Oncology is at the frontline of personalised medicine, moving beyond the previous model of administering cancer therapeutics based on trials of largely unselected patients beyond a simple phenotypic marker, to leading the way in utilising the molecular profile of an individual’s cancer genome to optimise their disease management . Tumours exhibit extensive heterogeneity, both between and within tumours, driving phenotypic variation and posing a significant challenge to personalised cancer medicine . The promise of utilising disease-specific biomarkers is having a tremendous impact on cancer medicine. In the United States, there are now more than 90 companion diagnostics and more than 500 clinically relevant biomarkers in drug labels . At the initial stages of the IPMT CoE two types of cancer will be targeted with the possibility of extending the focus at later stages. These targets will be (i) lung cancer, which has a high prevalence, extremely multifactorial and the number one cause of death amongst cancers, and (ii) primary brain tumours which are the most aggressive, amongst human malignancies. These cancers have been chosen both to assure maximum impact but also to serve as learning facilitators out of which technologies applicable to many other types of malignancies will emerge.

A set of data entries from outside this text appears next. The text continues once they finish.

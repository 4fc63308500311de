//! Kind-specific output directories.

use crate::graph::ModuleKind;

/// Output directory of a routed module.
#[derive(Debug, Clone, Copy, PartialEq, Eq, Hash, PartialOrd, Ord)]
pub enum AssetDir {
    Images,
    Media,
    Fonts,
    Scripts,
    Styles,
}

impl AssetDir {
    #[cfg(test)]
    pub const ALL: [Self; 5] = [
        Self::Images,
        Self::Media,
        Self::Fonts,
        Self::Scripts,
        Self::Styles,
    ];

    pub const fn for_kind(kind: ModuleKind) -> Self {
        match kind {
            ModuleKind::Image => Self::Images,
            ModuleKind::Font => Self::Fonts,
            ModuleKind::Media => Self::Media,
            ModuleKind::Script => Self::Scripts,
            ModuleKind::Style => Self::Styles,
        }
    }

    pub const fn path(self) -> &'static str {
        match self {
            Self::Images => "asset/imgs",
            Self::Media => "asset/media",
            Self::Fonts => "asset/fonts",
            Self::Scripts => "js",
            Self::Styles => "asset/css",
        }
    }

    /// Key under `[output.assets]` overriding this directory's template.
    pub const fn config_key(self) -> &'static str {
        match self {
            Self::Images => "images",
            Self::Media => "media",
            Self::Fonts => "fonts",
            Self::Scripts => "scripts",
            Self::Styles => "styles",
        }
    }

    /// Template used for standalone files when no rule overrides it.
    pub fn default_template(self) -> String {
        format!("{}/[hash:10][ext][query]", self.path())
    }
}
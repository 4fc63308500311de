//! Entry and async-boundary reachability over the module graph.
//!
//! Every module reached from an entry through synchronous edges records that
//! entry in `initial`. Targets of deferred edges become async roots; every
//! module reached from an async root through synchronous edges records the
//! root in `async_roots`. Deferred edges inside an async closure start new
//! roots.

use std::collections::{BTreeMap, BTreeSet};

use rustc_hash::{FxHashMap, FxHashSet};

use crate::graph::{ModuleGraph, ModuleId};

/// Who loads one module.
#[derive(Debug, Clone, Default, PartialEq, Eq)]
pub struct ModuleReach {
    /// Entries loading the module on initial page load.
    pub initial: BTreeSet<String>,
    /// Deferred import targets whose synchronous closure contains the module.
    pub async_roots: BTreeSet<ModuleId>,
}

impl ModuleReach {
    /// Number of distinct loaders (entries plus async roots).
    pub fn owner_count(&self) -> usize {
        self.initial.len() + self.async_roots.len()
    }
}

/// Reachability of every module reachable from at least one entry.
#[derive(Debug, Clone, Default)]
pub struct Reachability {
    reach: FxHashMap<ModuleId, ModuleReach>,
    /// First-visit order (entries by name, then async roots as discovered).
    order: Vec<ModuleId>,
    /// Async roots in discovery order.
    roots: Vec<ModuleId>,
}

impl Reachability {
    /// Compute reachability. Entries must already be validated against the graph.
    pub fn compute(graph: &ModuleGraph, entries: &BTreeMap<String, ModuleId>) -> Self {
        let mut this = Self::default();
        let mut known_roots = FxHashSet::default();

        for (name, entry) in entries {
            this.walk(graph, entry, &mut known_roots, |reach| {
                reach.initial.insert(name.clone())
            });
        }

        // Roots discovered while walking other roots are appended to `roots`.
        let mut next = 0;
        while next < this.roots.len() {
            let root = this.roots[next].clone();
            next += 1;
            this.walk(graph, &root, &mut known_roots, |reach| {
                reach.async_roots.insert(root.clone())
            });
        }

        this
    }

    /// Depth-first walk over synchronous edges from `start`.
    ///
    /// `mark` returns false when the module already carried the mark, which
    /// stops the walk there.
    fn walk(
        &mut self,
        graph: &ModuleGraph,
        start: &ModuleId,
        known_roots: &mut FxHashSet<ModuleId>,
        mut mark: impl FnMut(&mut ModuleReach) -> bool,
    ) {
        let mut stack = vec![start.clone()];
        while let Some(id) = stack.pop() {
            let Some(module) = graph.get(&id) else {
                continue;
            };
            if !self.reach.contains_key(&id) {
                self.order.push(id.clone());
            }
            let reach = self.reach.entry(id.clone()).or_default();
            if !mark(reach) {
                continue;
            }

            for dep in module.dependencies.iter().filter(|d| d.deferred) {
                if known_roots.insert(dep.id.clone()) {
                    self.roots.push(dep.id.clone());
                }
            }
            // Reversed so the first declared dependency is visited first.
            stack.extend(
                module
                    .dependencies
                    .iter()
                    .rev()
                    .filter(|d| !d.deferred)
                    .map(|d| d.id.clone()),
            );
        }
    }

    pub fn get(&self, id: &ModuleId) -> Option<&ModuleReach> {
        self.reach.get(id)
    }

    pub fn is_reachable(&self, id: &ModuleId) -> bool {
        self.reach.contains_key(id)
    }

    /// Reachable modules in first-visit order.
    pub fn order(&self) -> &[ModuleId] {
        &self.order
    }

    /// Async roots in discovery order.
    pub fn roots(&self) -> &[ModuleId] {
        &self.roots
    }

    pub fn len(&self) -> usize {
        self.order.len()
    }

    pub fn is_empty(&self) -> bool {
        self.order.is_empty()
    }
}

#[cfg(test)]
mod tests {
    use super::*;
    use crate::graph::{Dependency, Module};

    fn graph() -> ModuleGraph {
        ModuleGraph::new(vec![
            Module::new("main.js", "").with_deps([
                Dependency::sync("utils.js"),
                Dependency::deferred("page.js"),
            ]),
            Module::new("admin.js", "").with_deps([Dependency::sync("utils.js")]),
            Module::new("utils.js", "").with_deps([Dependency::sync("lib.js")]),
            Module::new("lib.js", ""),
            Module::new("page.js", "").with_deps([
                Dependency::sync("lib.js"),
                Dependency::sync("chart.js"),
                Dependency::deferred("modal.js"),
            ]),
            Module::new("chart.js", ""),
            Module::new("modal.js", ""),
            Module::new("orphan.js", ""),
        ])
        .unwrap()
    }

    fn entries() -> BTreeMap<String, ModuleId> {
        BTreeMap::from([
            ("admin".to_string(), ModuleId::new("admin.js")),
            ("main".to_string(), ModuleId::new("main.js")),
        ])
    }

    #[test]
    fn test_initial_sets() {
        let reach = Reachability::compute(&graph(), &entries());
        let utils = reach.get(&"utils.js".into()).unwrap();
        assert_eq!(utils.initial.iter().collect::<Vec<_>>(), ["admin", "main"]);
        let lib = reach.get(&"lib.js".into()).unwrap();
        assert_eq!(lib.initial.len(), 2);
        // Also inside the deferred page's closure.
        assert!(lib.async_roots.contains(&ModuleId::new("page.js")));
    }

    #[test]
    fn test_async_roots_chain() {
        let reach = Reachability::compute(&graph(), &entries());
        assert_eq!(reach.roots(), [ModuleId::new("page.js"), ModuleId::new("modal.js")]);
        let chart = reach.get(&"chart.js".into()).unwrap();
        assert!(chart.initial.is_empty());
        assert_eq!(chart.async_roots.len(), 1);
        let modal = reach.get(&"modal.js".into()).unwrap();
        assert!(modal.async_roots.contains(&ModuleId::new("modal.js")));
    }

    #[test]
    fn test_unreachable_module_absent() {
        let reach = Reachability::compute(&graph(), &entries());
        assert!(!reach.is_reachable(&"orphan.js".into()));
        assert_eq!(reach.len(), 7);
    }

    #[test]
    fn test_first_visit_order() {
        let reach = Reachability::compute(&graph(), &entries());
        let order: Vec<_> = reach.order().iter().map(ModuleId::as_str).collect();
        assert_eq!(
            order,
            ["admin.js", "utils.js", "lib.js", "main.js", "page.js", "chart.js", "modal.js"]
        );
    }

    #[test]
    fn test_cycles_terminate() {
        let graph = ModuleGraph::new(vec![
            Module::new("a.js", "").with_deps([Dependency::sync("b.js")]),
            Module::new("b.js", "").with_deps([Dependency::sync("a.js")]),
        ])
        .unwrap();
        let entries = BTreeMap::from([("a".to_string(), ModuleId::new("a.js"))]);
        let reach = Reachability::compute(&graph, &entries);
        assert_eq!(reach.len(), 2);
    }
}
//! Build orchestration.
//!
//! | Module         | Purpose                                          |
//! |----------------|--------------------------------------------------|
//! | `orchestrator` | Drives one build from graph to artifact set      |
//! | `artifact`     | Named artifacts and the output sink              |
//! | `diagnostics`  | Orphans, downgraded failures, minimizer fallbacks |
//! | `manifest`     | `manifest.json` and the runtime's manifest global |
//! | `html`         | Entry pages                                      |
//! | `copy`         | Static directory copy                            |

mod artifact;
mod copy;
mod diagnostics;
mod html;
mod manifest;
mod orchestrator;

#[cfg(test)]
mod tests;

pub use artifact::{Artifact, ArtifactSet, ArtifactSource};
pub use diagnostics::{Diagnostic, Diagnostics};
pub use manifest::{ChunkFiles, Manifest};
pub use orchestrator::Orchestrator;

use std::fmt;
use std::path::PathBuf;

use thiserror::Error;

use crate::chunk::{ChunkPlan, ChunkPlanningError, RenderError};
use crate::graph::GraphError;
use crate::naming::NamingCollisionError;
use crate::transform::TransformError;

/// Fatal build errors. Any of them means zero artifacts.
#[derive(Debug, Error)]
pub enum BuildError {
    #[error(transparent)]
    Graph(#[from] GraphError),

    #[error(transparent)]
    Transform(#[from] TransformError),

    #[error(transparent)]
    ChunkPlanning(#[from] ChunkPlanningError),

    #[error(transparent)]
    Render(#[from] RenderError),

    #[error(transparent)]
    NamingCollision(#[from] NamingCollisionError),

    #[error("failed to start the worker pool")]
    Pool(#[from] rayon::ThreadPoolBuildError),

    #[error("failed to serialize the manifest")]
    Manifest(#[from] serde_json::Error),

    #[error("IO error when reading `{0}`")]
    Io(PathBuf, #[source] std::io::Error),

    #[error("build cancelled")]
    Cancelled,
}

/// A failed build: the fatal error plus whatever was diagnosed before it.
#[derive(Debug)]
pub struct BuildFailure {
    pub error: BuildError,
    pub diagnostics: Diagnostics,
}

impl fmt::Display for BuildFailure {
    fn fmt(&self, f: &mut fmt::Formatter<'_>) -> fmt::Result {
        fmt::Display::fmt(&self.error, f)
    }
}

impl std::error::Error for BuildFailure {
    fn source(&self) -> Option<&(dyn std::error::Error + 'static)> {
        std::error::Error::source(&self.error)
    }
}

/// A successful build.
#[derive(Debug)]
pub struct BuildOutput {
    pub artifacts: ArtifactSet,
    pub plan: ChunkPlan,
    pub manifest: Manifest,
    pub diagnostics: Diagnostics,
}
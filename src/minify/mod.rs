//! Final-artifact minimizers.
//!
//! Minimizers are pure functions over bytes, grouped by [`ArtifactClass`]
//! and run in the fixed order style → script → image. A minimizer that fails
//! or grows its input leaves the original bytes in place; the orchestrator
//! turns that into a diagnostic.

mod css;
mod image;
mod js;

pub use css::CssMinimizer;
pub use self::image::ImageMinimizer;
pub use js::ScriptMinimizer;

use serde::Serialize;
use thiserror::Error;

use crate::naming::dotted_ext;

/// Artifact categories, in minimization order.
#[derive(Debug, Clone, Copy, PartialEq, Eq, Hash, PartialOrd, Ord, Serialize)]
#[serde(rename_all = "lowercase")]
pub enum ArtifactClass {
    Style,
    Script,
    Image,
    Other,
}

impl ArtifactClass {
    /// Classes that have minimizers, in the order they run.
    pub const MINIMIZE_ORDER: [Self; 3] = [Self::Style, Self::Script, Self::Image];

    pub fn of_path(path: &str) -> Self {
        match dotted_ext(path).to_ascii_lowercase().as_str() {
            ".css" => Self::Style,
            ".js" | ".mjs" | ".cjs" => Self::Script,
            ".png" | ".svg" | ".jpg" | ".jpeg" | ".gif" | ".webp" | ".avif" | ".ico" | ".bmp" => {
                Self::Image
            }
            _ => Self::Other,
        }
    }

    pub const fn as_str(self) -> &'static str {
        match self {
            Self::Style => "style",
            Self::Script => "script",
            Self::Image => "image",
            Self::Other => "other",
        }
    }
}

#[derive(Debug, Error)]
pub enum MinifyError {
    #[error("parse failed: {0}")]
    Parse(String),

    #[error("print failed: {0}")]
    Print(String),

    #[error("image codec: {0}")]
    Image(#[from] ::image::ImageError),

    #[error("svg: {0}")]
    Svg(#[from] usvg::Error),
}

/// A byte-level minimizer for one artifact class.
pub trait Minimizer: Send + Sync {
    fn name(&self) -> &'static str;

    fn class(&self) -> ArtifactClass;

    /// Whether this minimizer understands the artifact at `path`.
    fn accepts(&self, _path: &str) -> bool {
        true
    }

    fn minimize(&self, path: &str, input: &[u8]) -> Result<Vec<u8>, MinifyError>;
}

/// Why minimized output was discarded.
#[derive(Debug)]
pub enum Fallback {
    Failed(MinifyError),
    Larger { original: usize, minimized: usize },
}

impl std::fmt::Display for Fallback {
    fn fmt(&self, f: &mut std::fmt::Formatter<'_>) -> std::fmt::Result {
        match self {
            Self::Failed(err) => write!(f, "{err}"),
            Self::Larger { original, minimized } => {
                write!(f, "output grew from {original} to {minimized} bytes")
            }
        }
    }
}

/// Run `minimizer`, keeping `input` when it fails or would grow.
pub fn minimize_or_keep(minimizer: &dyn Minimizer, path: &str, input: Vec<u8>) -> (Vec<u8>, Option<Fallback>) {
    match minimizer.minimize(path, &input) {
        Ok(out) if out.len() <= input.len() => (out, None),
        Ok(out) => {
            let fallback = Fallback::Larger {
                original: input.len(),
                minimized: out.len(),
            };
            (input, Some(fallback))
        }
        Err(err) => (input, Some(Fallback::Failed(err))),
    }
}

/// The standard minimizer set, in execution order.
pub fn default_minimizers(drop_console: bool) -> Vec<Box<dyn Minimizer>> {
    vec![
        Box::new(CssMinimizer),
        Box::new(ScriptMinimizer { drop_console }),
        Box::new(ImageMinimizer),
    ]
}

#[cfg(test)]
mod tests {
    use super::*;

    struct Pad;

    impl Minimizer for Pad {
        fn name(&self) -> &'static str {
            "pad"
        }

        fn class(&self) -> ArtifactClass {
            ArtifactClass::Other
        }

        fn minimize(&self, _path: &str, input: &[u8]) -> Result<Vec<u8>, MinifyError> {
            let mut out = input.to_vec();
            out.push(b' ');
            Ok(out)
        }
    }

    #[test]
    fn test_larger_output_falls_back() {
        let (bytes, fallback) = minimize_or_keep(&Pad, "a.txt", b"abc".to_vec());
        assert_eq!(bytes, b"abc");
        assert!(matches!(
            fallback,
            Some(Fallback::Larger {
                original: 3,
                minimized: 4
            })
        ));
    }

    #[test]
    fn test_default_order() {
        let classes: Vec<_> = default_minimizers(true).iter().map(|m| m.class()).collect();
        assert_eq!(classes, ArtifactClass::MINIMIZE_ORDER);
    }

    #[test]
    fn test_class_of_path() {
        assert_eq!(ArtifactClass::of_path("js/main.1a2b.js"), ArtifactClass::Script);
        assert_eq!(ArtifactClass::of_path("asset/css/main.css"), ArtifactClass::Style);
        assert_eq!(ArtifactClass::of_path("asset/imgs/x.PNG?v=1"), ArtifactClass::Image);
        assert_eq!(ArtifactClass::of_path("index.html"), ArtifactClass::Other);
    }
}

The promise offered by precision medicine and targeted therapies, with their reduced side effects, is of particular significance for the treatment of lung cancer patients. Despite tremendous advances in early diagnosis and therapy, cancer caused 8.2 million deaths worldwide in 2012 . Lung cancer is the lethal of cancers, with a disappointing 16.8% five year survival rate after diagnosis . This is despite a major change in the paradigm of lung cancer therapy which has shifted from the histopathology-based diagnosis to applications of molecular pathology, based on the identification of actionable drug targets. One of the important landmarks in this paradigm shift is the discovery of tumour driver mutations, exemplified by mutations in the Epidermal Growth Factor Receptor (EGFR), most of which are amenable to small molecule inhibitor therapies such as the Tyrosine Kinase Inhibitors (TKIs). Indeed it has been shown, in clinical trials, that patients with driver mutations who received the corresponding drugs had a prolonged progress-free survival compared to those with a driver mutation who did not receive the drugs and those without driver mutations . In Cyprus there are about 250-300 new cases of lung cancer every year and all patients, following first line conventional treatments of chemotherapy and radiotherapy, also benefit from targeted therapies. However as is the experience in other countries, most patients that receive targeted therapies develop resistance a phenomenon that requires multidisciplinary collaborative initiatives in order to be addressed.
Another possible target for precision medicine is the group of malignant gliomas, the most common primary brain tumours epitomizing the complexity of human multifactorial malignancies. The overall outcome of interactions among various biological functions underlying the malignant process is challenging or even impossible to predict. Glioblastoma Multiforme (GBM), the most aggressive glioma, is by far the most frequent type with a 2-year overall survival of only 25%. Despite the fact that the incidence of malignant gliomas defines a rare disease (15,000-18,000 yearly incidence in EU), the annual growth rate of the overall glioma market is increasing dramatically (17.4%). However, despite the emerging flurry of molecular and immunologic therapies, GBM patients have not as yet benefited. This poor prognosis is greatly attributed to (i) the large genetic and phenotypic spatiotemporal heterogeneity, (ii) the lack of successful delivery of therapies, either molecular or cell-based, across the Blood-Brain-Tumour Barrier (BBTB) and the brain tumour microenvironment, including the extracellular matrix (ECM) and (iii) the insufficiency of measures for the direct evaluation of the effectiveness of targeted therapies. Bridging medicine, biology and technology, this proposal brings high promise for an integrated solution for malignant gliomas, via multi-faceted targeted breakthroughs based on the concept of Precision Medicine.
Precision Engineering solutions through the realisation of IPMT have the potential to offer time-dependent detection and quantification of tumour parameters, including real–time monitoring of spatiotemporal distribution of druggable biomarkers. A substantial evolution of concepts is breaking the grounds set by the Key Enabling Technologies (KET) with a precision calibre proposed by the IPMT CoE, comprising (i) personalized smart devices, (ii) smart wearable and implantable systems, combining precision engineering and electronic/photonic assembly and (iii) smart surgical devices for augmented reality during surgical procedures, providing breakthrough and lasting solutions to a high impact societal challenge.In this context through this teaming project a major effort will be invested in using omics technologies and transomic approaches, to advance our understanding on the molecular mechanisms underpinning resistance in aggressive types of cancer such as lung and glioblastoma.